The increases come as the company progresses through its One Yellow transformation plan announced in 2021 to revamp its three legacy subsidiaries into one super-regional carrier.

Operating revenue increased from $1.3 billion in third quarter 2021 to $1.36 billion in third quarter 2022, the company reported during a Nov. 2 earnings call.

Operating income grew from $48.4 million in third quarter 2021 to $49.1 million in third quarter 2022.

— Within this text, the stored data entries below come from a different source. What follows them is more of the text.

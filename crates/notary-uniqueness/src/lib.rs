//! # notary-uniqueness
//!
//! The commit decision of the notary: given a transaction id and the states
//! it consumes, atomically record the consumption or report who got there
//! first.
//!
//! - [`UniquenessProvider`]: the contract both implementations satisfy.
//! - [`InMemoryUniquenessProvider`]: one process, one mutex.
//! - [`RaftUniquenessProvider`]: the record is a replicated state machine
//!   driven by `notary-raft`; every member applies the same commits in the
//!   same order.

pub mod memory;
pub mod provider;
pub mod raft;
pub mod record;

pub use memory::InMemoryUniquenessProvider;
pub use provider::UniquenessProvider;
pub use raft::{CommitLog, ConsumptionStateMachine, RaftUniquenessProvider};
pub use record::{ConsumptionEntry, ConsumptionRecord};
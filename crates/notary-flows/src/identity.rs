//! Identity and signature verification collaborators.

use std::{
    collections::HashMap,
    sync::{PoisonError, RwLock},
};

use notary_types::{DigitalSignature, NotaryError, Party, PublicKey, Result};

/// Validates that a signature was made by a known party.
pub trait IdentityService: Send + Sync {
    /// Verify `signature` over `message` as coming from `party`.
    fn verify(&self, party: &Party, message: &[u8], signature: &DigitalSignature) -> Result<()>;
}

/// Trusts any party whose owning key made the signature.
#[derive(Debug, Clone, Copy, Default)]
pub struct OpenIdentityService;

impl IdentityService for OpenIdentityService {
    fn verify(&self, party: &Party, message: &[u8], signature: &DigitalSignature) -> Result<()> {
        if signature.by != party.owning_key {
            return Err(NotaryError::InvalidSignature {
                reason: format!("signature by {} does not belong to {}", signature.by, party.name),
            });
        }
        signature.verify(message)
    }
}

/// Registry of well-known parties. Unregistered names are refused.
#[derive(Debug, Default)]
pub struct InMemoryIdentityService {
    parties: RwLock<HashMap<String, PublicKey>>,
}

impl InMemoryIdentityService {
    #[must_use]
    pub fn new() -> Self {
        Self::default()
    }

    pub fn register(&self, party: &Party) {
        self.parties
            .write()
            .unwrap_or_else(PoisonError::into_inner)
            .insert(party.name.clone(), party.owning_key);
    }

    #[must_use]
    pub fn well_known_key(&self, name: &str) -> Option<PublicKey> {
        self.parties
            .read()
            .unwrap_or_else(PoisonError::into_inner)
            .get(name)
            .copied()
    }
}

impl IdentityService for InMemoryIdentityService {
    fn verify(&self, party: &Party, message: &[u8], signature: &DigitalSignature) -> Result<()> {
        match self.well_known_key(&party.name) {
            None => Err(NotaryError::InvalidSignature {
                reason: format!("unknown party {}", party.name),
            }),
            Some(key) if key != party.owning_key => Err(NotaryError::InvalidSignature {
                reason: format!("{} is registered with key {key}", party.name),
            }),
            Some(_) => OpenIdentityService.verify(party, message, signature),
        }
    }
}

“For the sixth consecutive quarter, revenue and operating income improved on a year-over-year basis,” Darren Hawkins, Yellow chief executive officer, said during the earnings call. “Operating income improved despite a $19.4 million increase in third-party liability claims expense compared to a year ago, mostly due to unfavorable development of prior-year claims, including the resolution of several of our most significant outstanding claims.”

One Yellow windfall

Helping boost the company’s bottom line in the third quarter was a $1.1 million net gain on property disposals. Terminal operations have been consolidated as part of the One Yellow strategy.

In September, Overland Park, Kan.-based Yellow implemented the first phase of its network optimization plan. That involved integrating 89 YRC Freight and Reddaway terminals. Phase two involves 200 facilities and 15,000 employees, Hawkins said. It is expected to be accomplished in the fourth quarter.

“We plan to have the rest of the network transformation completed around the end of the year,” Hawkins said.

Also being consolidated into the super-regional carrier strategy are Yellow’s Eastern regional LTL carrier New Penn and its Midwest regional LTL carrier Holland.

“One of the benefits of optimizing an LTL network with more than 300 terminals, such as ours, is we will be able to dispose of terminals in close proximity to each other that have overlapping service territories,” Hawkins said.

By year-end, 28 terminals in the combined Yellow network will be closed. The company has realigned and optimized more than 46,000 terminal ZIP codes to speed up pickups and deliveries and reduce city miles traveled, he said.

“We made things easier for our customers by having one driver picking up and delivering both YRC Freight and Reddaway brands, which resulted in reduced congestion at our customers’ docks,” Hawkins said.

In addition to income from the sale of terminal properties, the company expects to cut expenditures by closing them and to have lower delivery costs.

Financial overview

The company’s operating income increased for the third quarter over last year despite $19.4 million increase in third-party liability claims expense. Hawkins said that was mostly due to unfavorable development of prior-year claims, including the resolution of several of its most significant outstanding claims, which were one-off transactions.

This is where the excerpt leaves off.